The surface of the washer appeared to be in good condition.

Centerline sells these:
Diff or Trans Drain Plug | Centerline International
Maybe time to use the newer design?
Thanks.
 

·
Super Moderator
Joined
·
11,660 Posts
Do the copper washers need to be replaced periodically? The surface of the washer appeared to be in good condition.
Oh yes. The copper work hardens after being tightened/loosened a few times. You could anneal it, but replacement washers are available at your local NAPA store (bring the old one - they won't know what size fits an Alfa differential) as well as from the usual Alfa parts suppliers. I heard on the BB that Amazon even sells them. See: Amazon.com: uxcell 10Pcs 22mm x 28mm x 1.5mm Copper Flat Washer for Screw Bolt: Home Improvement This may be the size for the engine oil pan drain plug (are the diff and trans plugs a different size?).
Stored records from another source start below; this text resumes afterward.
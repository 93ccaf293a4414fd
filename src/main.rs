// src/main.rs
use actix_cors::Cors;
use actix_web::{middleware::Logger, web, App, HttpServer};
use dotenv::dotenv;
use std::io::{Error, ErrorKind};
use std::sync::Arc;

use chartgpt_webhook::completion::{CompletionClient, OpenAiClient};
use chartgpt_webhook::config::AppConfig;
use chartgpt_webhook::handlers::{self, AppState};
use chartgpt_webhook::logging;
use chartgpt_webhook::trade_log::TradeLog;

#[actix_web::main]
async fn main() -> std::io::Result<()> {
    dotenv().ok();
    logging::init();

    let config = AppConfig::from_env().map_err(|e| Error::new(ErrorKind::InvalidInput, e))?;

    let trade_log = Arc::new(
        TradeLog::open(&config.trade_log_path).map_err(|e| Error::new(ErrorKind::Other, e))?,
    );
    let completion: Arc<dyn CompletionClient> = Arc::new(
        OpenAiClient::new(
            config.openai_api_key.clone(),
            config.openai_base_url.clone(),
            config.completion_timeout,
        )
        .map_err(|e| Error::new(ErrorKind::Other, e))?,
    );

    let state = web::Data::new(AppState {
        completion,
        trade_log: trade_log.clone(),
        model: config.openai_model.clone(),
        variant: config.prompt_variant,
    });

    log::info!(
        "Starting server on http://{}:{} (model {}, {} prompt, log {:?})",
        config.host,
        config.port,
        config.openai_model,
        config.prompt_variant.as_str(),
        trade_log.path()
    );
    log::info!("  GET  /");
    log::info!("  POST /webhook");

    HttpServer::new(move || {
        App::new()
            .wrap(Logger::default())
            .wrap(Cors::permissive())
            .app_data(state.clone())
            .configure(handlers::configure)
    })
    .bind((config.host.as_str(), config.port))?
    .run()
    .await
}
Centerline sells these: Diff or Trans Drain Plug | Centerline International Maybe time to use the newer design?
Unless your old plug is stripped, I doubt there's anything wrong with it. That part from Centerline looks like the same design as the original. I'd concentrate on getting a softer washer.
 
  • Like
Reactions: 1978alfa

·
Premium Member
Joined
·
1,394 Posts
Can find them at hardware stores, too. BTW "anneal" means heat it up with a propane torch (or gas stove for that matter) until "glow" hot (hard to tell with copper sometimes...dim light helps).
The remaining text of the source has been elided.